Task statement » Search the material for lines containing the word "tests", and copy each one.

○ ○ ○ ○

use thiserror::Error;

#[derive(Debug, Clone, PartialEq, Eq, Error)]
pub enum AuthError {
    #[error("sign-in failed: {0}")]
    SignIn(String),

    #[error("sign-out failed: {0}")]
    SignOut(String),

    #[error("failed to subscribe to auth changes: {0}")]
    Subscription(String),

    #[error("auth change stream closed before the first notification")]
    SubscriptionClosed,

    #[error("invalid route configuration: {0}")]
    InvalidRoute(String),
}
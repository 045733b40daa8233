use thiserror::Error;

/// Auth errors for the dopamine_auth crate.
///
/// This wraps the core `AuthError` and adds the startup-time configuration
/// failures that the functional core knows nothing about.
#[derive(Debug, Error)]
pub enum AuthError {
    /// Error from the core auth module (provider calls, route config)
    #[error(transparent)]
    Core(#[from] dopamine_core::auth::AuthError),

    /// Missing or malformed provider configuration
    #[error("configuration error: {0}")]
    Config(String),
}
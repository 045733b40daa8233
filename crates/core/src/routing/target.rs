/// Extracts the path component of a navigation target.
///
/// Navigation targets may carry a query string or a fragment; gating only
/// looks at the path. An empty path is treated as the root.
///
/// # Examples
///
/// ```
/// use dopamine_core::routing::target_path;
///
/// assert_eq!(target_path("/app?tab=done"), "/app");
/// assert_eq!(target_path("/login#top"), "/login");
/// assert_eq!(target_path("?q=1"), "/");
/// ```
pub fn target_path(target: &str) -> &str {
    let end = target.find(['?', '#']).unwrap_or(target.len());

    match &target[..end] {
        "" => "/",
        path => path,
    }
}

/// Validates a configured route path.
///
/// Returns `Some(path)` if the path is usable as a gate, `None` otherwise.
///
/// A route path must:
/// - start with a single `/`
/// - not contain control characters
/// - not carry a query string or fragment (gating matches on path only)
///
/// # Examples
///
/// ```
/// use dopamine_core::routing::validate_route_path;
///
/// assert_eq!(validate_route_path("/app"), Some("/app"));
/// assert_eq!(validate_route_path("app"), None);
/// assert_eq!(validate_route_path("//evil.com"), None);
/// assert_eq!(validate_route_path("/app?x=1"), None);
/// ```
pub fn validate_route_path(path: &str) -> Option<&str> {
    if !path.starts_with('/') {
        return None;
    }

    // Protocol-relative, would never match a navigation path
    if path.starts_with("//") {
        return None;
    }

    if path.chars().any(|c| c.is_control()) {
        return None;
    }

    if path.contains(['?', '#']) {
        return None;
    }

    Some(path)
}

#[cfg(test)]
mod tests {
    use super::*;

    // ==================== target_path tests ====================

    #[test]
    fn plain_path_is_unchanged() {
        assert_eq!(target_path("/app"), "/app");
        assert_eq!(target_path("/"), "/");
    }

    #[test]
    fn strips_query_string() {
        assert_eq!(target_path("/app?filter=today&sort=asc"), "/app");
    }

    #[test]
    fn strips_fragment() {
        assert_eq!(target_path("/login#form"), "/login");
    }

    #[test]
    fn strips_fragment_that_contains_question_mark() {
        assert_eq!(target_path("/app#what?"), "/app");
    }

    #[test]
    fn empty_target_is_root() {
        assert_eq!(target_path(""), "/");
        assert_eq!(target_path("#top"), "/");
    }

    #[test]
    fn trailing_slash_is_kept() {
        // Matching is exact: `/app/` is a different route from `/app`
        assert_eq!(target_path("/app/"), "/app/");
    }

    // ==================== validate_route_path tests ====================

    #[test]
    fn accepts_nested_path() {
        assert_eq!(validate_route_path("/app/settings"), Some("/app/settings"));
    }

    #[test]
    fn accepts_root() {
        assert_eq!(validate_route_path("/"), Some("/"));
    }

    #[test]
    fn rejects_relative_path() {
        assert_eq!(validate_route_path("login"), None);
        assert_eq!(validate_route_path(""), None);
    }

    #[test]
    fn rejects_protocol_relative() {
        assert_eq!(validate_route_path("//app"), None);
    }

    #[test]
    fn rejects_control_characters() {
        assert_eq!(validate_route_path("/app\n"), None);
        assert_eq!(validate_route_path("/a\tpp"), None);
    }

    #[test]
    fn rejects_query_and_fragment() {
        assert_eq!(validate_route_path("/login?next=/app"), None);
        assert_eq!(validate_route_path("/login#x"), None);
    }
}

○ ○ ○ ○

Response below »
mod tests {
    // ==================== target_path tests ====================
    // ==================== validate_route_path tests ====================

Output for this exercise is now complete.